* Work request: Down to the final line, return the records unchanged.

* Entries provided:

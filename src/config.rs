//! Traversal configuration.

use serde::{Deserialize, Serialize};
use crate::{Error, Result};

/// Default upper bound on the number of hops a lookup may descend.
pub const DEFAULT_MAX_DEPTH: usize = 64;

/// What a lookup does when a match leads back to a node already on the
/// current path.
#[derive(Debug, Clone, Copy, PartialEq, Eq, Default, Serialize, Deserialize)]
#[serde(rename_all = "snake_case")]
pub enum CyclePolicy {
    /// Report the match, do not expand its target again.
    #[default]
    Cut,
    /// Keep walking around the cycle until the cumulative score falls to the
    /// threshold. Only `max_depth` bounds cycles scoring 1.0.
    Unroll,
}

/// Knobs for `EquivalenceTable::get_local_matches`.
///
/// Loaded from JSON with every field optional:
///
/// ```text
/// { "max_depth": 16, "cycle_policy": "unroll" }
/// ```
#[derive(Debug, Clone, Copy, PartialEq, Eq, Serialize, Deserialize)]
#[serde(default)]
pub struct TraversalConfig {
    /// Deepest hop a surviving match may sit at. A lookup that still has
    /// matches above the threshold beyond this depth fails with
    /// `Error::TraversalLimitExceeded`.
    pub max_depth: usize,
    pub cycle_policy: CyclePolicy,
}

impl Default for TraversalConfig {
    fn default() -> Self {
        Self {
            max_depth: DEFAULT_MAX_DEPTH,
            cycle_policy: CyclePolicy::default(),
        }
    }
}

impl TraversalConfig {
    pub fn with_max_depth(max_depth: usize) -> Result<Self> {
        let config = Self { max_depth, ..Self::default() };
        config.validate()?;
        Ok(config)
    }

    pub fn with_cycle_policy(mut self, cycle_policy: CyclePolicy) -> Self {
        self.cycle_policy = cycle_policy;
        self
    }

    pub fn validate(&self) -> Result<()> {
        if self.max_depth == 0 {
            return Err(Error::InvalidConfig("max_depth must be at least 1".into()));
        }
        Ok(())
    }

    pub fn from_json_str(raw: &str) -> Result<Self> {
        let config: Self = serde_json::from_str(raw).map_err(Error::Deserialization)?;
        config.validate()?;
        Ok(config)
    }
}
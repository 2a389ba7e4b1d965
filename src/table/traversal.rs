//! Confidence-decaying transitive lookup.
//!
//! Starting at a root id, every outgoing match whose score beats the current
//! limit is reported and then expanded with the limit divided by its score.
//! The limit at hop `n + 1` is therefore `score_limit / (s1 * .. * sn)`, and a
//! path survives exactly while the product of its scores stays above
//! `score_limit`.
//!
//! Output is depth-first pre-order: a match, then everything found beneath
//! it, then its next sibling, each list walked in insertion order. A node
//! reached by several routes is reported once per route.
//!
//! The walk uses an explicit stack and never writes to the table.

use smallvec::SmallVec;
use tracing::{debug, trace, warn};

use crate::config::CyclePolicy;
use crate::model::*;
use crate::{Error, Result};
use super::EquivalenceTable;

/// One level of the walk: a node and the matches still to visit from it.
struct Frame<'t> {
    node: &'t str,
    edges: std::slice::Iter<'t, SemanticMatch>,
    /// Threshold a match out of `node` has to beat.
    limit: f64,
    /// Product of scores from the root to `node`.
    relative_score: f64,
}

impl EquivalenceTable {
    /// Matches reachable from `semantic_id` whose cumulative score stays
    /// above `score_limit`.
    ///
    /// Each returned match is a copy of the stored one, annotated with
    /// `relative_score`, `path` and, from the second hop on,
    /// `previous_match`.
    pub fn get_local_matches(&self, semantic_id: &str, score_limit: f64) -> Result<Vec<SemanticMatch>> {
        Ok(self.traverse(semantic_id, score_limit)?
            .into_iter()
            .map(LocalMatch::into_annotated)
            .collect())
    }

    /// Same walk as [`get_local_matches`](Self::get_local_matches), returning
    /// the result records with their paths.
    pub fn traverse(&self, semantic_id: &str, score_limit: f64) -> Result<Vec<LocalMatch>> {
        let Some(root_edges) = self.matches.get(semantic_id) else {
            return Ok(Vec::new());
        };

        let max_depth = self.config.max_depth;
        let cut_cycles = self.config.cycle_policy == CyclePolicy::Cut;

        let mut results = Vec::new();
        let mut stack: SmallVec<[Frame<'_>; 8]> = SmallVec::new();
        stack.push(Frame {
            node: semantic_id,
            edges: root_edges.iter(),
            limit: score_limit,
            relative_score: 1.0,
        });

        while let Some(frame) = stack.last_mut() {
            let Some(edge) = frame.edges.next() else {
                stack.pop();
                continue;
            };
            let (limit, base_score) = (frame.limit, frame.relative_score);

            // NaN scores never pass
            let passes = edge.score > limit;
            if !passes {
                continue;
            }

            let depth = stack.len();
            if depth > max_depth {
                warn!(semantic_id, max_depth, "lookup exceeded depth limit");
                return Err(Error::TraversalLimitExceeded {
                    semantic_id: semantic_id.to_owned(),
                    max_depth,
                });
            }

            let path: Vec<String> = stack.iter()
                .map(|f| f.node.to_owned())
                .chain(std::iter::once(edge.match_semantic_id.clone()))
                .collect();
            let relative_score = base_score * edge.score;
            results.push(LocalMatch {
                semantic_match: edge.clone(),
                relative_score,
                path,
            });

            let next_id = edge.match_semantic_id.as_str();
            if cut_cycles && stack.iter().any(|f| f.node == next_id) {
                trace!(next_id, depth, "cycle cut");
                continue;
            }
            if let Some(next_edges) = self.matches.get(next_id) {
                trace!(next_id, depth, relative_score, "expanding");
                stack.push(Frame {
                    node: next_id,
                    edges: next_edges.iter(),
                    limit: limit / edge.score,
                    relative_score,
                });
            }
        }

        debug!(semantic_id, score_limit, found = results.len(), "local lookup finished");
        Ok(results)
    }
}

// ============================================================================
// Tests
// ============================================================================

* Response:
filename src/config.rs
//! Traversal configuration.

use serde::{Deserialize, Serialize};
use crate::{Error, Result};

/// Default upper bound on the number of hops a lookup may descend.
pub const DEFAULT_MAX_DEPTH: usize = 64;

/// What a lookup does when a match leads back to a node already on the
/// current path.
#[derive(Debug, Clone, Copy, PartialEq, Eq, Default, Serialize, Deserialize)]
#[serde(rename_all = "snake_case")]
pub enum CyclePolicy {
    /// Report the match, do not expand its target again.
    #[default]
    Cut,
    /// Keep walking around the cycle until the cumulative score falls to the
    /// threshold. Only `max_depth` bounds cycles scoring 1.0.
    Unroll,
}

/// Knobs for `EquivalenceTable::get_local_matches`.
///
/// Loaded from JSON with every field optional:
///
/// ```text
/// { "max_depth": 16, "cycle_policy": "unroll" }
/// ```
#[derive(Debug, Clone, Copy, PartialEq, Eq, Serialize, Deserialize)]
#[serde(default)]
pub struct TraversalConfig {
    /// Deepest hop a surviving match may sit at. A lookup that still has
    /// matches above the threshold beyond this depth fails with
    /// `Error::TraversalLimitExceeded`.
    pub max_depth: usize,
    pub cycle_policy: CyclePolicy,
}

impl Default for TraversalConfig {
    fn default() -> Self {
        Self {
            max_depth: DEFAULT_MAX_DEPTH,
            cycle_policy: CyclePolicy::default(),
        }
    }
}

impl TraversalConfig {
    pub fn with_max_depth(max_depth: usize) -> Result<Self> {
        let config = Self { max_depth, ..Self::default() };
        config.validate()?;
        Ok(config)
    }

    pub fn with_cycle_policy(mut self, cycle_policy: CyclePolicy) -> Self {
        self.cycle_policy = cycle_policy;
        self
    }

    pub fn validate(&self) -> Result<()> {
        if self.max_depth == 0 {
            return Err(Error::InvalidConfig("max_depth must be at least 1".into()));
        }
        Ok(())
    }

    pub fn from_json_str(raw: &str) -> Result<Self> {
        let config: Self = serde_json::from_str(raw).map_err(Error::Deserialization)?;
        config.validate()?;
        Ok(config)
    }
}
repository 2a389ba7e4b1d965
filename src/table/traversal.rs
//! Confidence-decaying transitive lookup.
//!
//! Starting at a root id, every outgoing match whose score beats the current
//! limit is reported and then expanded with the limit divided by its score.
//! The limit at hop `n + 1` is therefore `score_limit / (s1 * .. * sn)`, and a
//! path survives exactly while the product of its scores stays above
//! `score_limit`.
//!
//! Output is depth-first pre-order: a match, then everything found beneath
//! it, then its next sibling, each list walked in insertion order. A node
//! reached by several routes is reported once per route.
//!
//! The walk uses an explicit stack and never writes to the table.

use smallvec::SmallVec;
use tracing::{debug, trace, warn};

use crate::config::CyclePolicy;
use crate::model::*;
use crate::{Error, Result};
use super::EquivalenceTable;

/// One level of the walk: a node and the matches still to visit from it.
struct Frame<'t> {
    node: &'t str,
    edges: std::slice::Iter<'t, SemanticMatch>,
    /// Threshold a match out of `node` has to beat.
    limit: f64,
    /// Product of scores from the root to `node`.
    relative_score: f64,
}

impl EquivalenceTable {
    /// Matches reachable from `semantic_id` whose cumulative score stays
    /// above `score_limit`.
    ///
    /// Each returned match is a copy of the stored one, annotated with
    /// `relative_score`, `path` and, from the second hop on,
    /// `previous_match`.
    pub fn get_local_matches(&self, semantic_id: &str, score_limit: f64) -> Result<Vec<SemanticMatch>> {
        Ok(self.traverse(semantic_id, score_limit)?
            .into_iter()
            .map(LocalMatch::into_annotated)
            .collect())
    }

    /// Same walk as [`get_local_matches`](Self::get_local_matches), returning
    /// the result records with their paths.
    pub fn traverse(&self, semantic_id: &str, score_limit: f64) -> Result<Vec<LocalMatch>> {
        let Some(root_edges) = self.matches.get(semantic_id) else {
            return Ok(Vec::new());
        };

        let max_depth = self.config.max_depth;
        let cut_cycles = self.config.cycle_policy == CyclePolicy::Cut;

        let mut results = Vec::new();
        let mut stack: SmallVec<[Frame<'_>; 8]> = SmallVec::new();
        stack.push(Frame {
            node: semantic_id,
            edges: root_edges.iter(),
            limit: score_limit,
            relative_score: 1.0,
        });

        while let Some(frame) = stack.last_mut() {
            let Some(edge) = frame.edges.next() else {
                stack.pop();
                continue;
            };
            let (limit, base_score) = (frame.limit, frame.relative_score);

            // NaN scores never pass
            let passes = edge.score > limit;
            if !passes {
                continue;
            }

            let depth = stack.len();
            if depth > max_depth {
                warn!(semantic_id, max_depth, "lookup exceeded depth limit");
                return Err(Error::TraversalLimitExceeded {
                    semantic_id: semantic_id.to_owned(),
                    max_depth,
                });
            }

            let path: Vec<String> = stack.iter()
                .map(|f| f.node.to_owned())
                .chain(std::iter::once(edge.match_semantic_id.clone()))
                .collect();
            let relative_score = base_score * edge.score;
            results.push(LocalMatch {
                semantic_match: edge.clone(),
                relative_score,
                path,
            });

            let next_id = edge.match_semantic_id.as_str();
            if cut_cycles && stack.iter().any(|f| f.node == next_id) {
                trace!(next_id, depth, "cycle cut");
                continue;
            }
            if let Some(next_edges) = self.matches.get(next_id) {
                trace!(next_id, depth, relative_score, "expanding");
                stack.push(Frame {
                    node: next_id,
                    edges: next_edges.iter(),
                    limit: limit / edge.score,
                    relative_score,
                });
            }
        }

        debug!(semantic_id, score_limit, found = results.len(), "local lookup finished");
        Ok(results)
    }
}

// ============================================================================
// Tests
// ============================================================================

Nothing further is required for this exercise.